As you've stated, "the rest". Any responses that are not covered by the mime-types stated in the preceding ExpiresByType directives are covered by the ExpiresDefault directive.

So, from the directives you posted, this will include HTML (text/html), JS (application/javascript), CSS (text/css) and anything else you are serving.

Are php files also included here ?

Well, that depends what mime-type your PHP files are being served with.

Ordinarily, your PHP files probably default to a text/html mime-type since you often serve HTML content from PHP files (by default). In which case, your ExpiresDefault directive will include these responses, since text/html is not covered by the specific ExpiresByType directives.

However, PHP can potentially serve anything. Your PHP file could generate a JPEG image, in which case it should be served with a image/jpeg mime-type (in the Content-Type HTTP response header).
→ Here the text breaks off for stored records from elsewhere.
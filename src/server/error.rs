//! Error types for the static file server.

use std::net::SocketAddr;

use thiserror::Error;

use crate::server::registry::Token;

/// Errors that can occur while setting up or running the server.
#[derive(Debug, Error)]
pub enum Error {
    /// Creating, configuring, binding or listening on the socket failed.
    #[error("Failed to listen on {addr}: {source}")]
    Bind {
        addr: SocketAddr,
        #[source]
        source: std::io::Error,
    },

    /// Waiting for listener readiness failed; the event loop cannot continue.
    #[error("Readiness wait failed: {0}")]
    Wait(#[source] std::io::Error),

    /// I/O error.
    #[error("I/O error: {0}")]
    IoError(#[from] std::io::Error),

    /// Invalid configuration.
    #[error("Configuration error: {0}")]
    Config(String),

    /// JSON deserialization error.
    #[error("JSON error: {0}")]
    JsonError(#[from] serde_json::Error),
}

/// Violations of the one-shot interest discipline.
#[derive(Debug, Error, PartialEq, Eq)]
pub enum RegistryError {
    /// The connection is already owned by a worker.
    #[error("Connection {0} is already dispatched")]
    AlreadyDispatched(Token),

    /// The connection is armed and has not been dispatched.
    #[error("Connection {0} is already armed")]
    AlreadyArmed(Token),

    /// The connection is not registered.
    #[error("Unknown connection {0}")]
    UnknownToken(Token),
}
In this case, the ExpiresByType image/jpeg ... directive will cover this response and ExpiresDefault will not apply.

Aside:

ExpiresDefault "access plus 2 months"

The plus keyword is entirely optional. It is just syntactic sugar, to make it more readable.

So, include it or not - it is up to you. But, as with everything, it is important to be consistent. Include it OR don't include it; don't mix.

ExpiresByType image/jpg "access 1 years"
ExpiresByType image/jpeg "access 1 year"

You don't need both of these. Your server is (or "should be") responding with only one or the other mime-type for JPEG images. It "should be" image/jpeg, which is the official mime-type. However, you could have a "buggy" script that thinks otherwise.

Check the Content-Type HTTP response header for the mime-type that is being served. That is the only one you need to target.